Lifestyle behaviours

Sleep: The participants were asked, ‘How much sleep do you usually get at night on weekdays or workdays?’ Sleep was categorised as short sleep (≤ 6 h/night), normal sleep (7–9 h/night) and long sleep (≥ 10 h).

Smoking: Smoking status was categorised as never smoker (< 100 cigarettes smoked in their lifetime but not currently smoking cigarettes), current smoker (≥ 100 cigarettes smoked in their lifetime and currently smoking cigarettes) or former smoker (≥ 100 cigarettes smoked in their lifetime but not currently smoking cigarettes)(33).

Physical activity: The Global Physical Activity Questionnaire was used to assess daily minutes of moderate- and vigorous-intensity physical activity for transportation (walking or biking), household or yard work and recreation(Reference Armstrong and Bull34). The metabolic equivalents per week were calculated, and the participants were categorised as ‘inactive’ (no reported physical activity), ‘somewhat active’ (> 0 to < 500 metabolic equivalents) and ‘active’ (meeting physical activity guidelines of ≥ 500 metabolic equivalents per week)(35).

Examination data

BMI

Trained health technicians measured participants’ height and weight. BMI was calculated as weight in kilograms divided by height in meters squared and categorised as follows: underweight (< 18·5 kg/m2), healthy weight (18·5–24·9 kg/m2), overweight (25·0–29·9 kg/m2) and obesity (≥ 30·0 kg/m2)(36).

Hypertension

Hypertension was defined as an average systolic blood pressure ≥ 140 mmHg, diastolic blood pressure ≥ 90 mmHg or self-reported use of antihypertensive medications.

Hypercholesterolaemia

Hypercholesterolaemia was defined as total serum cholesterol ≥ 240 mg/dl or self-reported use of cholesterol-lowering medications.

Analyses

Descriptive statistics

We calculated the weighted mean and proportions to describe the characteristics of the overall study population based on non-missing data(Reference Hardt, Herke and Brian37). We used box plots to report medians and interquartile ranges and graphically present the E-DII scores across the NHANES years (Fig. 1).

Fig. 1 Selection of participants for complete case analyses and multiple imputation subpopulations from National Health and Nutrition Examination Survey years 2005–2018. The complete case analyses subpopulation included only participants with no missing data on exposure, outcome or covariates of interest. The multiple imputation analyses subpopulation included all eligible participants, regardless of missing data on exposure, outcome or covariates of interest.

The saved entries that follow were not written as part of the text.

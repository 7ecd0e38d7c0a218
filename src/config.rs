//! # Configuration Schema and Parsing
//!
//! This module defines the data structures that represent the
//! `cicd-maker.yaml` configuration file, as well as the logic for parsing it.
//!
//! ## Key Components
//!
//! - **`Configuration`**: The root of the tree. Every group is optional in the
//!   file; a missing group deserializes to its default.
//! - **Option groups** (`BinaryConfig`, `GolangConfig`, `GithubWorkflowConfig`,
//!   `RenovateConfig`, `DockerfileConfig`, ...): one struct per top-level key.
//! - **`PackageRule`**: a dependency-update rule, shared between the user
//!   configuration and the generated `renovate.json`.
//!
//! Fields typed as `Option<T>` are ones where absence means "derive a
//! default" rather than "false" or "empty". They are filled in by
//! [`crate::resolve::resolve`]; nothing else should read them raw.
//!
//! All keys are camelCase and unknown keys are rejected, so that a typo in
//! the configuration is reported instead of silently generating the wrong
//! files.

use crate::error::{Error, Result};
use serde::{Deserialize, Serialize};
use std::path::Path;

/// The data structure read from `cicd-maker.yaml`.
#[derive(Debug, Clone, Default, PartialEq, Deserialize, Serialize)]
#[serde(default, rename_all = "camelCase", deny_unknown_fields)]
pub struct Configuration {
    pub metadata: Metadata,
    pub binaries: Vec<BinaryConfig>,
    pub test_packages: TestPackagesConfig,
    pub golang: GolangConfig,
    pub golangci_lint: GolangciLintConfig,
    pub spell_check: SpellCheckConfig,
    /// The whole block is optional: without it no workflows are generated
    /// and the workflow preconditions are not checked.
    pub github_workflow: Option<GithubWorkflowConfig>,
    pub renovate: RenovateConfig,
    pub dockerfile: DockerfileConfig,
}

/// Free-form metadata about the repository.
#[derive(Debug, Clone, Default, PartialEq, Deserialize, Serialize)]
#[serde(default, rename_all = "camelCase", deny_unknown_fields)]
pub struct Metadata {
    /// Canonical URL of the repository, e.g. `https://github.com/example/svc`.
    pub url: String,
}

/// A binary that `make install` builds and installs.
#[derive(Debug, Clone, Default, PartialEq, Deserialize, Serialize)]
#[serde(default, rename_all = "camelCase", deny_unknown_fields)]
pub struct BinaryConfig {
    pub name: String,
    pub from_package: String,
    pub install_to: String,
}

/// Selects which packages are tested and measured for coverage.
#[derive(Debug, Clone, Default, PartialEq, Deserialize, Serialize)]
#[serde(default, rename_all = "camelCase", deny_unknown_fields)]
pub struct TestPackagesConfig {
    pub only: String,
    pub except: String,
}

#[derive(Debug, Clone, Default, PartialEq, Deserialize, Serialize)]
#[serde(default, rename_all = "camelCase", deny_unknown_fields)]
pub struct GolangConfig {
    pub enable_vendoring: bool,
}

#[derive(Debug, Clone, Default, PartialEq, Deserialize, Serialize)]
#[serde(default, rename_all = "camelCase", deny_unknown_fields)]
pub struct GolangciLintConfig {
    /// Whether `.golangci.yaml` is generated.
    pub create_config: bool,
    /// Functions whose unchecked errors are accepted by errcheck.
    pub errcheck_excludes: Vec<String>,
    /// Directories excluded from linting.
    pub skip_dirs: Vec<String>,
}

#[derive(Debug, Clone, Default, PartialEq, Deserialize, Serialize)]
#[serde(default, rename_all = "camelCase", deny_unknown_fields)]
pub struct SpellCheckConfig {
    /// Words appended to the misspell ignore list.
    pub ignore_words: Vec<String>,
}

/// Options for the generated GitHub Actions workflows.
#[derive(Debug, Clone, Default, PartialEq, Deserialize, Serialize)]
#[serde(default, rename_all = "camelCase", deny_unknown_fields)]
pub struct GithubWorkflowConfig {
    /// Settings applicable to all workflows. Workflow-level counterparts take
    /// precedence when they are set.
    pub global: GlobalWorkflowConfig,
    pub ci: CiWorkflowConfig,
    pub license: LicenseWorkflowConfig,
    pub spell_check: SpellCheckWorkflowConfig,
    pub security_checks: SecurityChecksWorkflowConfig,
    pub push_container_to_ghcr: PushContainerToGhcrConfig,
}

#[derive(Debug, Clone, Default, PartialEq, Deserialize, Serialize)]
#[serde(default, rename_all = "camelCase", deny_unknown_fields)]
pub struct GlobalWorkflowConfig {
    /// Discovered with `git symbolic-ref` when unset.
    pub default_branch: Option<String>,
    /// Taken from `go.mod` when unset.
    pub go_version: Option<String>,
    pub ignore_paths: Vec<String>,
    /// Derived from `metadata.url` when unset: anything not hosted on
    /// github.com runs on self-hosted runners.
    pub is_self_hosted_runner: Option<bool>,
}

#[derive(Debug, Clone, Default, PartialEq, Deserialize, Serialize)]
#[serde(default, rename_all = "camelCase", deny_unknown_fields)]
pub struct CiWorkflowConfig {
    pub enabled: bool,
    /// Explicit runner labels for the test job. More than one entry turns
    /// the job into a matrix over operating systems.
    pub run_on: Vec<String>,
    pub coveralls: bool,
    /// Inherits `global.ignorePaths` when unset.
    pub ignore_paths: Option<Vec<String>>,
    pub postgres: PostgresConfig,
    pub kubernetes_envtest: KubernetesEnvtestConfig,
}

#[derive(Debug, Clone, Default, PartialEq, Deserialize, Serialize)]
#[serde(default, rename_all = "camelCase", deny_unknown_fields)]
pub struct PostgresConfig {
    /// Defaults to whether `go.mod` pulls in a PostgreSQL driver.
    pub enabled: Option<bool>,
    pub version: Option<String>,
}

#[derive(Debug, Clone, Default, PartialEq, Deserialize, Serialize)]
#[serde(default, rename_all = "camelCase", deny_unknown_fields)]
pub struct KubernetesEnvtestConfig {
    pub enabled: bool,
    pub version: Option<String>,
}

#[derive(Debug, Clone, Default, PartialEq, Deserialize, Serialize)]
#[serde(default, rename_all = "camelCase", deny_unknown_fields)]
pub struct LicenseWorkflowConfig {
    pub enabled: bool,
    pub patterns: Vec<String>,
    pub ignore_patterns: Vec<String>,
}

#[derive(Debug, Clone, Default, PartialEq, Deserialize, Serialize)]
#[serde(default, rename_all = "camelCase", deny_unknown_fields)]
pub struct SpellCheckWorkflowConfig {
    pub enabled: bool,
}

#[derive(Debug, Clone, Default, PartialEq, Deserialize, Serialize)]
#[serde(default, rename_all = "camelCase", deny_unknown_fields)]
pub struct SecurityChecksWorkflowConfig {
    pub enabled: bool,
    /// Inherits `global.ignorePaths` when unset.
    pub ignore_paths: Option<Vec<String>>,
}

#[derive(Debug, Clone, Default, PartialEq, Deserialize, Serialize)]
#[serde(default, rename_all = "camelCase", deny_unknown_fields)]
pub struct PushContainerToGhcrConfig {
    pub enabled: bool,
}

/// Options for the generated `.github/renovate.json`.
#[derive(Debug, Clone, Default, PartialEq, Deserialize, Serialize)]
#[serde(default, rename_all = "camelCase", deny_unknown_fields)]
pub struct RenovateConfig {
    pub enabled: bool,
    pub assignees: Vec<String>,
    /// Taken from `go.mod` when unset.
    pub go_version: Option<String>,
    /// Kubernetes version of the target clusters, e.g. `1.26`.
    pub kubernetes_version: Option<String>,
    /// Module namespace that is grouped and automerged, e.g.
    /// `github.com/example`. Derived from the module path when unset.
    pub own_namespace: Option<String>,
    /// Appended after the built-in rules, in order.
    pub package_rules: Vec<PackageRule>,
}

/// A single entry of renovate's `packageRules`.
///
/// Field order is the order in which the keys appear in `renovate.json`.
#[derive(Debug, Clone, Default, PartialEq, Eq, Deserialize, Serialize)]
#[serde(default, rename_all = "camelCase", deny_unknown_fields)]
pub struct PackageRule {
    #[serde(skip_serializing_if = "Vec::is_empty")]
    pub match_package_names: Vec<String>,
    #[serde(skip_serializing_if = "Vec::is_empty")]
    pub match_package_prefixes: Vec<String>,
    #[serde(skip_serializing_if = "Vec::is_empty")]
    pub match_package_patterns: Vec<String>,
    #[serde(skip_serializing_if = "Vec::is_empty")]
    pub exclude_package_patterns: Vec<String>,
    #[serde(skip_serializing_if = "Option::is_none")]
    pub enabled: Option<bool>,
    #[serde(skip_serializing_if = "Option::is_none")]
    pub group_name: Option<String>,
    #[serde(rename = "automerge", skip_serializing_if = "Option::is_none")]
    pub auto_merge: Option<bool>,
    #[serde(skip_serializing_if = "Option::is_none")]
    pub allowed_versions: Option<String>,
}

/// Options for the generated `Dockerfile` and `.dockerignore`.
#[derive(Debug, Clone, Default, PartialEq, Deserialize, Serialize)]
#[serde(default, rename_all = "camelCase", deny_unknown_fields)]
pub struct DockerfileConfig {
    pub enabled: bool,
    /// Explicit entrypoint. Falls back to `/usr/bin/<first binary>`.
    pub entrypoint: Vec<String>,
    pub extra_directives: Vec<String>,
    pub extra_ignores: Vec<String>,
    pub extra_packages: Vec<String>,
    pub run_as_root: bool,
    /// Wrap the entrypoint in `linkerd-await --shutdown --`.
    pub with_linkerd_await: bool,
    /// Removed option, kept only so that old configs get a useful error.
    #[serde(skip_serializing_if = "Option::is_none")]
    pub user: Option<String>,
}

/// Parses a YAML string into a `Configuration`.
///
/// An empty document (or one consisting only of comments) yields the default
/// configuration, which generates nothing but the checks workflow skeleton.
pub fn parse(yaml_content: &str) -> Result<Configuration> {
    let value: serde_yaml::Value = serde_yaml::from_str(yaml_content).map_err(|e| {
        Error::ConfigParse {
            message: e.to_string(),
            hint: None,
        }
    })?;

    if value.is_null() {
        return Ok(Configuration::default());
    }

    serde_yaml::from_value(value).map_err(|e| {
        let message = e.to_string();
        let hint = message
            .contains("unknown field")
            .then(|| "check the spelling of the key; all keys are camelCase".to_string());
        Error::ConfigParse { message, hint }
    })
}

/// Parse a `Configuration` from a YAML file path
pub fn from_file<P: AsRef<Path>>(path: P) -> Result<Configuration> {
    let path = path.as_ref();
    let content = std::fs::read_to_string(path).map_err(|e| Error::ConfigParse {
        message: format!("cannot read {}: {}", path.display(), e),
        hint: Some("run cicd-maker in the repository root or pass --config <PATH>".to_string()),
    })?;
    parse(&content)
}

NHANES, National Health and Nutrition Examination Survey; NH, non-Hispanic.

Complete case analyses and multiple imputation subpopulations

Complete case analyses subpopulation

This subpopulation was restricted to eligible participants with complete data for all exposure, outcome and covariate variables.

Multiple imputation subpopulation

This subpopulation included all eligible participants, regardless of missing data on exposure, outcome or covariates. Missing data for all the variables were imputed as described below.

Multiple imputation approach

MI is a flexible and commonly used approach that can accommodate variables with up to 50 % missing data(Reference Pedersen, Mikkelsen and Cronin-Fenton13,Reference Heymans and Twisk17) to help minimise bias in national surveys(Reference Reiter, Raghunathan and Kinney38,39) . We used MI by chained equations with the incorporation of NHANES sample weights to impute all missing data for variables stratified by sex (Table 1)(Reference Reiter, Raghunathan and Kinney38). The imputed variables included socio-demographic characteristics, family history, chronic conditions, lifestyle behaviours and E-DII scores. Missing E-DII values indicated adults who did not participate in the 24-hour dietary recall, and an overall E-DII score was imputed (i.e. individual E-DII parameters were not imputed). Among participants who reported a 24-hour dietary recall, variation in the number of food parameters was possible (e.g. Participant A reported a food intake that included 23 E-DII parameters, while Participant B reported a food intake that included twenty-seven E-DII parameters), but individual ‘missing’ E-DII parameters were not imputed. Notably, ‘missing’ individual E-DII parameters indicate that the participant did not report food intake that included that particular E-DII parameter; hence, it would not contribute to their overall E-DII score. Overall, each study variable had < 10 % missing information.

Table 1 Characteristics of American Non-Hispanic White, Non-Hispanic Black and Hispanic adults aged ≥ 20 years from the National Health and Nutrition Examination Survey 2005–2018 (n 34 547)

E-DII, energy-adjusted dietary inflammatory index.

* Includes non-responses and ‘Don’t know’ or ‘Refuse’ responses.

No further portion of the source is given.